According to International Data Corporation’s (IDC) “Worldwide Quarterly Enterprise Infrastructure Tracker: Buyer and Cloud Deployment,” spending on compute and storage infrastructure products for cloud infrastructure, including dedicated and shared environments, increased 6.6% year-over-year in the third quarter of 2021, reaching US$18.6 billion. By 2022, meanwhile, the consulting firm expects spending on cloud infrastructure to grow 8.3% compared to 2020, to reach US$71.8 billion. These figures show a trend that has been ongoing for years: the constant and growing path of organizations to the cloud.

To take full advantage of the application portfolio and benefit from the innovation that will drive the business, only one cloud is not enough. It is necessary to have multiple clouds, where each provider offers exclusive services and advantages with nuances regarding the innovation benefits.

Likewise, it is a scenario that also adds new complexities, as with each cloud that is added to the “equation”, the operating model becomes more complex:

  • Operating costs increased.
  • Reputation and operations are put at risk.
  • Little use is made of scarce resources.


In this sense, the professionals in charge of the IT architecture play a fundamental role in helping the organization achieve an ideal state in the modernization of applications in multi-cloud environments.
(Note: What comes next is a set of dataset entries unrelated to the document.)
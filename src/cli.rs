use crate::config::Overrides;
use clap::{Args, Parser, Subcommand};

#[derive(Parser)]
#[command(name = "ytlearn")]
#[command(about = "Turn a YouTube video into a summary, key points, a quiz and related resources")]
#[command(version = "0.1.0")]
pub struct Cli {
    #[command(subcommand)]
    pub command: Option<Commands>,

    #[command(flatten)]
    pub llm: LlmArgs,
}

#[derive(Args, Debug, Default, Clone)]
pub struct LlmArgs {
    /// LLM provider: openai, groq or huggingface (overrides LLM_PROVIDER)
    #[arg(long, global = true)]
    pub provider: Option<String>,

    /// Model name (overrides LLM_MODEL)
    #[arg(long, global = true)]
    pub model: Option<String>,

    /// API key for the provider (overrides the environment)
    #[arg(long, global = true)]
    pub api_key: Option<String>,
}

impl From<LlmArgs> for Overrides {
    fn from(args: LlmArgs) -> Self {
        Self {
            provider: args.provider,
            model: args.model,
            api_key: args.api_key,
        }
    }
}

#[derive(Subcommand)]
pub enum Commands {
    /// Build the full learning package for a video
    Process {
        /// YouTube video URL
        url: String,

        /// Print the whole result as JSON
        #[arg(long)]
        json: bool,

        /// Take the quiz right after processing
        #[arg(short, long)]
        play: bool,
    },

    /// Fetch a video's transcript and take a quiz on it
    Quiz {
        /// YouTube video URL
        url: String,
    },

    /// Open TUI interface
    Tui,
}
How to design this new multicloud environment

In any combination of clouds, our partner VMware recommends that IT architects focus on five basic principles:

  1. Integrate flexibility: Design an environment that increases business agility by allowing each application to be deployed in the cloud that best suit its needs.
  2. Evolve seamlessly: Design an environment that lowers costs by allowing you to move applications from one environment to another without refactoring.
  3. Pursue operational simplicity: Design an environment that reduces complexity and improves security by using a unified operating model.
  4. Optimize resources to the maximum: Design an environment that minimizes learning curves by guaranteeing the use of knowledge, both for developers and IT operators.
  5. Maximize automation investments: Design an environment that enables vertical scalability to automate the full range of operations.


Achieving that ideal state, with consistent management and operations across any cloud, requires thinking about how platforms are designed. Today, public clouds exist as vertically integrated silos with little support for interoperability between dissimilar cloud environments. All you needed is an approach that provides a set of horizontal capabilities that help unify multi-cloud operations.